Oh I'm a firm believer in the entire body / system working together and that if any one thing is out of whack or an "invader" is present then other things are gonna be affected.  Tapeworms being no exception.

Thanks for the info on Equimax, we got it to treat the horses at the vet's advice so I'll just keep it on hand in my goat cabinet too and give it a try next time.


We've dosed the Albon already and the Valbazen to everyone that was getting it.  I just got back with the safeguard so we'll dose that to the pregnant does and the llama here shortly.

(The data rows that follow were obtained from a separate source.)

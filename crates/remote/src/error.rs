//! Client error types

use display::RenderError;
use phosphor::{BufferError, ZeroDecayStep};
use thiserror::Error;

use crate::transport::{ConnectError, TransportError};

/// Invalid client settings.
#[derive(Debug, Clone, PartialEq, Eq, Error)]
pub enum ConfigError {
    /// Unsupported magnification.
    #[error(transparent)]
    Geometry(#[from] protocol::ConfigError),

    /// Decay step of zero.
    #[error(transparent)]
    Decay(#[from] ZeroDecayStep),

    /// Host is empty.
    #[error("host must not be empty")]
    EmptyHost,

    /// A zero read timeout would make every read fail immediately.
    #[error("read timeout must be at least 1 ms")]
    ZeroReadTimeout,

    /// A zero tick would spin the display loop without sleeping.
    #[error("tick interval must be at least 1 ms")]
    ZeroTickInterval,
}

/// Everything that can end a client run.
#[derive(Debug, Error)]
pub enum ClientError {
    /// Settings were rejected before connecting.
    #[error("invalid configuration: {0}")]
    Config(#[from] ConfigError),

    /// The device could not be reached.
    #[error(transparent)]
    Connect(#[from] ConnectError),

    /// The connection failed or closed mid-session.
    #[error("stream error: {0}")]
    Stream(#[from] TransportError),

    /// The display could not present or was lost.
    #[error("display error: {0}")]
    Render(#[from] RenderError),

    /// The framebuffer could not be created.
    #[error("framebuffer error: {0}")]
    Buffer(#[from] BufferError),

    /// The OS refused to start the decode thread.
    #[error("failed to spawn decode thread: {0}")]
    Spawn(#[source] std::io::Error),

    /// The decode thread panicked.
    #[error("decode thread panicked")]
    DecoderPanicked,
}

// `main` wraps this in `anyhow::Error`, which needs both bounds.
const _: () = {
    const fn assert_send_sync<T: Send + Sync + 'static>() {}
    assert_send_sync::<ClientError>();
};

#[cfg(test)]
mod tests {
    use super::*;

    #[test]
    fn render_failure_converts_into_anyhow() {
        let err = ClientError::from(RenderError::Surface("lost".into()));
        let wrapped = anyhow::Error::new(err).context("display");
        assert_eq!(format!("{wrapped:#}"), "display: display error: surface error: lost");
    }

    #[test]
    fn zero_tick_interval_message() {
        assert_eq!(
            ConfigError::ZeroTickInterval.to_string(),
            "tick interval must be at least 1 ms"
        );
    }
}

Thank you everyone for your help and support.  Diva has had a rough couple of days with this heavy scouring...so we're crossing our fingers that she turns around quickly.


----------



## 20kidsonhill (May 11, 2011)

If I have a goat that is scouring really bad from cocci.

I treat with the corid or sulfa-dimeth twice the first day along with drenching with kaopectin and  spectam scour halt and giving a shot penn G.

Then the remainder of the treatment I just keep treating one time a day with the cocci medication and one time a day with Penn G. 

This treatment really seems to help get it under control quickly.


----------



## ksalvagno (May 11, 2011)

Bio Sponge paste also works. I keep a tube of it on hand. But I always use it after I know what the problem is and start treating the problem.


----------



## phoenixmama (May 11, 2011)

What a bummer.  

Unfortunately that's the only useful thing I have to say.


----------



## Roll farms (May 11, 2011)

PM sent....holler if you have any questions.  
Good luck w/ them.


----------



## elevan (May 11, 2011)

I've decided to stick with the vet recommendation of Albon and Valbazen for Diva.

I have also added Pedialyte, Red Cell, Vit B and Probios Gel.

Today Diva got:
10 ml Albon - she will get 5 ml a day for the next 5 days starting tomorrow for the Cocci.
.85 ml Valbazen for the tapeworms
2 ml Red Cell (as a complete mineral boost)
1.5 ml Vitamin B Complex
5 g Probios Gel
20 ml Pedialyte

Tomorrow she will get:
Albon
Probios Gel
Pedialyte

Thank you for the suggestion of PenG, but I do not want to use antibiotics unnecessarily and it was not advisable by my vet.

My plan for future kids is to start them on a dimethox prevention program.  I already feed medicated Noble Goat, but obviously it is not enough.

Thank you everyone for all your help and support.  I'll update you tomorrow on how Diva is doing.


----------



## elevan (May 12, 2011)

Today I've given Diva:
Albon 5 ml
Probios Gel 5 g
Pedialyte mixed with Arrest (gelling) 20 ml

She's feeling better today. Still scouring but out munching on browse.  The continued scouring is what made me add the gelling agent to the pedialyte.

She keeps going back to the barn or a shady spot to rest.  It's our first hot day today 85*F.  I know some of you southwesterners will think that's mild but for Ohio in May that's darn hot!

Everyone else got their follow up dose of prescribed medication and is doing well too.  I am seeing softer poo from everyone but due to the medications that seems to be normal.


----------



## jcooke1 (May 12, 2011)

What do some of you do as a cocci preventive maintenance for your herds?


----------



## elevan (May 12, 2011)

jcooke1 said:
			
		

> What do some of you do as a cocci preventive maintenance for your herds?


This was the recommendation to me from Roll Farms.  Thanks Roll!



			
				RollFarms said:
			
		

> I strongly recommend that kids be given some form of coccidiosis prevention, unless you can raise them in a sterile bubble.
> 
> We raise kids on Purina Noble Goat, which has a medication (Deccox) in it to help prevent the disease, BUT...Extremely young kids cannot eat enough of the feed to get the medicine up to therapeutic levels.
> 
> ...


----------



## elevan (May 12, 2011)

For some reason the Di-Methox 40% is on back order  

But you can use the 12.5%.  The question was posed to me what the dosage would be and I thought I'd share it here:

The 40% is listed to have Each ml contains 400 mg sulfadimethoxine

And the 12.5% is listed to have EACH FLUID OUNCE CONTAINS 3.75G SULFADIMETHOXINE  
(3.75 g = 3750 mg and 1 fl oz(US) = 29.5735 ml and 126.8 mg = 1 ml)

So if you're using the 12.5% Solution then you need:
3.15 ml to equal 1 ml of the 40%

When using the 12.5% Solution of Di-Methox the dosage would be:
3.15 ml per 5# of goat day 1
3.15 ml per 10# of goat days 2-5

(Had to break out my conversion calculators and my algebra to get that one done    )


----------



## elevan (May 13, 2011)

Diva's on the mend


----------



## Roll farms (May 14, 2011)




----------



## elevan (May 14, 2011)

Thank you everyone for your help and support!   You would never know that Diva had been feeling down.  Now she's bouncing around, chowing down on pasture and avoiding the new calves along with the rest of the herd.


----------



## Snowhunter (May 14, 2011)

El, she sounds like a doll!!! Ha! Glad she's on the mend and out enjoy goatie life!!!


----------